BEGIN DATA FOR THIS EXERCISE

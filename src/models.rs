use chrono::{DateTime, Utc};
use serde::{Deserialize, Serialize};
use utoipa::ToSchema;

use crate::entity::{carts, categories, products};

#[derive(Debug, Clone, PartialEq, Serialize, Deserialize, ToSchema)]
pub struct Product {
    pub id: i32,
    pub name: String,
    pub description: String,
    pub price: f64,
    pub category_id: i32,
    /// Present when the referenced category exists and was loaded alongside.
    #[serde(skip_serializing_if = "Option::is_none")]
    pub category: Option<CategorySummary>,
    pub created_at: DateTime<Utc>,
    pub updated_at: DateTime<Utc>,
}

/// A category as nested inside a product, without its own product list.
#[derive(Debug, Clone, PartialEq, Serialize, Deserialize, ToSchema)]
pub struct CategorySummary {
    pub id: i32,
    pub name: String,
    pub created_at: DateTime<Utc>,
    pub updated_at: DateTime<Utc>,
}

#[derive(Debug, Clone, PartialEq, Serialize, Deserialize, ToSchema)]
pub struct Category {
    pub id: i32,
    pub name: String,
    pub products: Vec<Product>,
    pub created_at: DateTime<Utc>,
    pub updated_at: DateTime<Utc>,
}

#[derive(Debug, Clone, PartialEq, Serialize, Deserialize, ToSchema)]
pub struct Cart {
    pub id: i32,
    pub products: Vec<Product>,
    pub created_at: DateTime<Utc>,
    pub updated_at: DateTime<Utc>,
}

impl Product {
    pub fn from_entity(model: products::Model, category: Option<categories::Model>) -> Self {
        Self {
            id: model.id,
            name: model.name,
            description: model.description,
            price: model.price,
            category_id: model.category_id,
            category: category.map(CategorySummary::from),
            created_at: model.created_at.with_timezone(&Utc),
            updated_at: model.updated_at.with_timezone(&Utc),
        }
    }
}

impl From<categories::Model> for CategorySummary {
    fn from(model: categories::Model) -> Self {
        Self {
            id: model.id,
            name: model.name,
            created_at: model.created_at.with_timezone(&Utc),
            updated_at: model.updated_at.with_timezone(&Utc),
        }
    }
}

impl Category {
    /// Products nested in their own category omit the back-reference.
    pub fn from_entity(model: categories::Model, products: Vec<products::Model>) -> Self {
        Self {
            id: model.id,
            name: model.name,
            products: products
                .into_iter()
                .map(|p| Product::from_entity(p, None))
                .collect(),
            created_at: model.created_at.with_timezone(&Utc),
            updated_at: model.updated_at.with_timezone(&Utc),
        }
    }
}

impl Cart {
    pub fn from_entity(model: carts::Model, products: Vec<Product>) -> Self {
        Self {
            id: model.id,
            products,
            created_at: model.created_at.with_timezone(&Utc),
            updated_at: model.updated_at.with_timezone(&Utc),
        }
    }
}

END DATA FOR THIS EXERCISE
BEGIN DATA FOR THIS EXERCISE

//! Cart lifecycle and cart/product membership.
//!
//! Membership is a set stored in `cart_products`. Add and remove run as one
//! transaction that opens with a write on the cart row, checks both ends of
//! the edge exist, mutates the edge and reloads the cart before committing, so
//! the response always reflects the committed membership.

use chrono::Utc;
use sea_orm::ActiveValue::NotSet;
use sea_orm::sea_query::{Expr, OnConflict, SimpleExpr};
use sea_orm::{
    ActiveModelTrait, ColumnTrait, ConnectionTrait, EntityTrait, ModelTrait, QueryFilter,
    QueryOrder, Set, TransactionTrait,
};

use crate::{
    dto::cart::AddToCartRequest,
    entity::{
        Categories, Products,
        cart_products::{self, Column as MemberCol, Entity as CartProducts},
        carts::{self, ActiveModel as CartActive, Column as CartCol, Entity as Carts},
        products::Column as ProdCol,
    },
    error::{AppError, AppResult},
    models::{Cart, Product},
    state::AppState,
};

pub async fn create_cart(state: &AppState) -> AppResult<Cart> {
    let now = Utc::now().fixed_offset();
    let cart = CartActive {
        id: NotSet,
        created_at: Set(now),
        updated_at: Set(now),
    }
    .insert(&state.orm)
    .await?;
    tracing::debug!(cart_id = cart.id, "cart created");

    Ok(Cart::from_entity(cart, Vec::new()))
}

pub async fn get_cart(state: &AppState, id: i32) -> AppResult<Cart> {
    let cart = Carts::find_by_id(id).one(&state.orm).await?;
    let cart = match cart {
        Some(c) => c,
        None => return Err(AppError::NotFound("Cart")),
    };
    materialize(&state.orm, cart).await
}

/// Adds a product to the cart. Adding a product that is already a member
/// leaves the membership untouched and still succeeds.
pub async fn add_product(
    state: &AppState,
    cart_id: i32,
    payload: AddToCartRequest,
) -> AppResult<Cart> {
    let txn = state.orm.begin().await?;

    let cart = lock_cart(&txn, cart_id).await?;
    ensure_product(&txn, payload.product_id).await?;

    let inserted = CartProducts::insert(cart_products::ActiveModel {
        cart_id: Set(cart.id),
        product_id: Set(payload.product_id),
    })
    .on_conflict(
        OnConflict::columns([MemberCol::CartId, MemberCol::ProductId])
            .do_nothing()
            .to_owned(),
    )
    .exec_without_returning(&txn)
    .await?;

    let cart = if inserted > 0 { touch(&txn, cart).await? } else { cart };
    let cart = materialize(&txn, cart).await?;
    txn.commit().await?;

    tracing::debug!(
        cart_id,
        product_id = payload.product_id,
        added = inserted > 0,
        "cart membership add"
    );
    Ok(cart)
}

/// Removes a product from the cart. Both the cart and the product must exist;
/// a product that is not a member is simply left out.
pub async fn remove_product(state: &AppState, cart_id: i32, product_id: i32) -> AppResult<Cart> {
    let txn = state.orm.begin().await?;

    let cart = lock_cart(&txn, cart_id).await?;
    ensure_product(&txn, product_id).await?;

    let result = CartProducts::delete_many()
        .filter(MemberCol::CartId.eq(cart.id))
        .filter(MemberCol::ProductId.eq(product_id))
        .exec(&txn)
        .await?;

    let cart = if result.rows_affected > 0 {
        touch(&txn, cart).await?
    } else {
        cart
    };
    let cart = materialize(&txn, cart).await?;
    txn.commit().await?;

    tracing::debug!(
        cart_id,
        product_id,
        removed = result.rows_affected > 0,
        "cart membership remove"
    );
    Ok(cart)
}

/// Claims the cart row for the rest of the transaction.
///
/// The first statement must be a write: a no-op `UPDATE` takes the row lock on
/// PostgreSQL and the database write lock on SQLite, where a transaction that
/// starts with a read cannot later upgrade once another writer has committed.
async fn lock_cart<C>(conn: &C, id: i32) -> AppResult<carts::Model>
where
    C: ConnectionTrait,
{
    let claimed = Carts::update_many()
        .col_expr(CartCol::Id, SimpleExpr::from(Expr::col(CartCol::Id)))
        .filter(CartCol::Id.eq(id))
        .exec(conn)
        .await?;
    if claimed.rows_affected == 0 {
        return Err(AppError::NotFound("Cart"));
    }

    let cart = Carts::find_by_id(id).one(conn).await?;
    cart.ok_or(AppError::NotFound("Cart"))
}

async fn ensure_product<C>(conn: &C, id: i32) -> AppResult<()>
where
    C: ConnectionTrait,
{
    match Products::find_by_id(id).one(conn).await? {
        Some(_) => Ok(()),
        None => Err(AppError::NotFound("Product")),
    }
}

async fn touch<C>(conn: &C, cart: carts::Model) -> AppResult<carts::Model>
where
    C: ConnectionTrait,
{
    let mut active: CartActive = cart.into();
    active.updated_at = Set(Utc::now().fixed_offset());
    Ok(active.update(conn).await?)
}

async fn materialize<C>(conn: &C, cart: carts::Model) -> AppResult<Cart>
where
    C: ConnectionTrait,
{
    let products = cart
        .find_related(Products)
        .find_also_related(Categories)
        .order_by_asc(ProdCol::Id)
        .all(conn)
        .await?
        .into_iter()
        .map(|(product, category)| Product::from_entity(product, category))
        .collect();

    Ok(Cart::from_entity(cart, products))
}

END DATA FOR THIS EXERCISE
BEGIN DATA FOR THIS EXERCISE

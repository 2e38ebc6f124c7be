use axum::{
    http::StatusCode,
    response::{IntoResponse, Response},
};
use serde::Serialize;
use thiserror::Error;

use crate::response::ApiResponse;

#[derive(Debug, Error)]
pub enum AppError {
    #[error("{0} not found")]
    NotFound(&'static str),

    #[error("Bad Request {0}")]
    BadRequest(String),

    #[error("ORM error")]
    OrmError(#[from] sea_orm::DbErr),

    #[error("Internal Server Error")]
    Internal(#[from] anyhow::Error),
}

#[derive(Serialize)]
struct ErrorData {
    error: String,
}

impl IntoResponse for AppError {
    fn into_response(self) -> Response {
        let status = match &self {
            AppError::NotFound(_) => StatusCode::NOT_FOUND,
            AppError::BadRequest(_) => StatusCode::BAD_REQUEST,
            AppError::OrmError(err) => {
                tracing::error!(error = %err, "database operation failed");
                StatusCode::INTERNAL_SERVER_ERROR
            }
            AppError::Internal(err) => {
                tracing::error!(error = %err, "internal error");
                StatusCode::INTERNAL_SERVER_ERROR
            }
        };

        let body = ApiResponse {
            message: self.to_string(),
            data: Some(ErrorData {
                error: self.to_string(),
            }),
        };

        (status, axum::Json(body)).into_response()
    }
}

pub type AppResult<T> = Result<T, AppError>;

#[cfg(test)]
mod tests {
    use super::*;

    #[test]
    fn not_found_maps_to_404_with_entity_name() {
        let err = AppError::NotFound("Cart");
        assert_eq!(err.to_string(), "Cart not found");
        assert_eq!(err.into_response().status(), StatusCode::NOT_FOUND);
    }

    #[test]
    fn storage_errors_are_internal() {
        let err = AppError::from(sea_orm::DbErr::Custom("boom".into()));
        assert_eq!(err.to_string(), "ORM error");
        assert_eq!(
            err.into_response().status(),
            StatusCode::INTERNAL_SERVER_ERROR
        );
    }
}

END DATA FOR THIS EXERCISE

■ TASK TO COMPLETE:
Find the word "SimpleExpr" in the listing above, then copy each line where it turns up.

■ SOLUTION FOR THIS TASK:
use sea_orm::sea_query::{Expr, OnConflict, SimpleExpr};
        .col_expr(CartCol::Id, SimpleExpr::from(Expr::col(CartCol::Id)))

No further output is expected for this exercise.